--- MATERIAL PROVIDED ---
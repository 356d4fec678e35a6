use anyhow::{Context, Result};
use async_trait::async_trait;
use image::ImageFormat;
use pv_core::photo::{MimeType, PhotoFile};
use pv_core::ports::{PhotoReadError, PhotoReaderPort};
use std::path::Path;
use tokio::fs;

/// Reads user-selected photos from the local filesystem.
#[derive(Debug, Default, Clone, Copy)]
pub struct FsPhotoReader;

impl FsPhotoReader {
    pub fn new() -> Self {
        Self
    }

    /// Builds the picker-style handle for `path` without reading its content.
    ///
    /// The declared MIME type comes from the file extension, like a browser
    /// file input reports it; unknown extensions are `application/octet-stream`.
    pub async fn open(&self, path: impl AsRef<Path>) -> Result<PhotoFile> {
        let path = path.as_ref();
        let metadata = fs::metadata(path)
            .await
            .with_context(|| format!("stat photo failed: {}", path.display()))?;
        if !metadata.is_file() {
            anyhow::bail!("not a regular file: {}", path.display());
        }

        let name = path
            .file_name()
            .map(|n| n.to_string_lossy().into_owned())
            .unwrap_or_default();

        Ok(PhotoFile::new(
            name,
            declared_mime_type(path),
            metadata.len(),
            path,
        ))
    }
}

/// Image types browsers report that `ImageFormat` does not know.
const EXTRA_IMAGE_TYPES: &[(&str, &str)] = &[
    ("svg", "image/svg+xml"),
    ("svgz", "image/svg+xml"),
    ("heic", "image/heic"),
    ("heif", "image/heif"),
    ("jxl", "image/jxl"),
    ("jfif", "image/jpeg"),
    ("apng", "image/apng"),
];

fn declared_mime_type(path: &Path) -> MimeType {
    if let Ok(format) = ImageFormat::from_path(path) {
        return MimeType::from(format.to_mime_type());
    }
    let extension = path
        .extension()
        .map(|e| e.to_string_lossy().to_ascii_lowercase())
        .unwrap_or_default();
    EXTRA_IMAGE_TYPES
        .iter()
        .find(|(ext, _)| *ext == extension)
        .map(|(_, mime)| MimeType::from(*mime))
        .unwrap_or_else(MimeType::octet_stream)
}

#[async_trait]
impl PhotoReaderPort for FsPhotoReader {
    async fn read(&self, file: &PhotoFile) -> Result<Vec<u8>, PhotoReadError> {
        fs::read(&file.path)
            .await
            .map_err(|e| PhotoReadError(format!("{}: {}", file.path.display(), e)))
    }
}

--- TO DO ---
The reply is to be an exact repeat of the records above.

--- ANSWER SECTION ---
repository 356d4fec678e35a6
use anyhow::{Context, Result};
use async_trait::async_trait;
use image::ImageFormat;
use pv_core::photo::{MimeType, PhotoFile};
use pv_core::ports::{PhotoReadError, PhotoReaderPort};
use std::path::Path;
use tokio::fs;

/// Reads user-selected photos from the local filesystem.
#[derive(Debug, Default, Clone, Copy)]
pub struct FsPhotoReader;

impl FsPhotoReader {
    pub fn new() -> Self {
        Self
    }

    /// Builds the picker-style handle for `path` without reading its content.
    ///
    /// The declared MIME type comes from the file extension, like a browser
    /// file input reports it; unknown extensions are `application/octet-stream`.
    pub async fn open(&self, path: impl AsRef<Path>) -> Result<PhotoFile> {
        let path = path.as_ref();
        let metadata = fs::metadata(path)
            .await
            .with_context(|| format!("stat photo failed: {}", path.display()))?;
        if !metadata.is_file() {
            anyhow::bail!("not a regular file: {}", path.display());
        }

        let name = path
            .file_name()
            .map(|n| n.to_string_lossy().into_owned())
            .unwrap_or_default();

        Ok(PhotoFile::new(
            name,
            declared_mime_type(path),
            metadata.len(),
            path,
        ))
    }
}

/// Image types browsers report that `ImageFormat` does not know.
const EXTRA_IMAGE_TYPES: &[(&str, &str)] = &[
    ("svg", "image/svg+xml"),
    ("svgz", "image/svg+xml"),
    ("heic", "image/heic"),
    ("heif", "image/heif"),
    ("jxl", "image/jxl"),
    ("jfif", "image/jpeg"),
    ("apng", "image/apng"),
];

fn declared_mime_type(path: &Path) -> MimeType {
    if let Ok(format) = ImageFormat::from_path(path) {
        return MimeType::from(format.to_mime_type());
    }
    let extension = path
        .extension()
        .map(|e| e.to_string_lossy().to_ascii_lowercase())
        .unwrap_or_default();
    EXTRA_IMAGE_TYPES
        .iter()
        .find(|(ext, _)| *ext == extension)
        .map(|(_, mime)| MimeType::from(*mime))
        .unwrap_or_else(MimeType::octet_stream)
}

#[async_trait]
impl PhotoReaderPort for FsPhotoReader {
    async fn read(&self, file: &PhotoFile) -> Result<Vec<u8>, PhotoReadError> {
        fs::read(&file.path)
            .await
            .map_err(|e| PhotoReadError(format!("{}: {}", file.path.display(), e)))
    }
}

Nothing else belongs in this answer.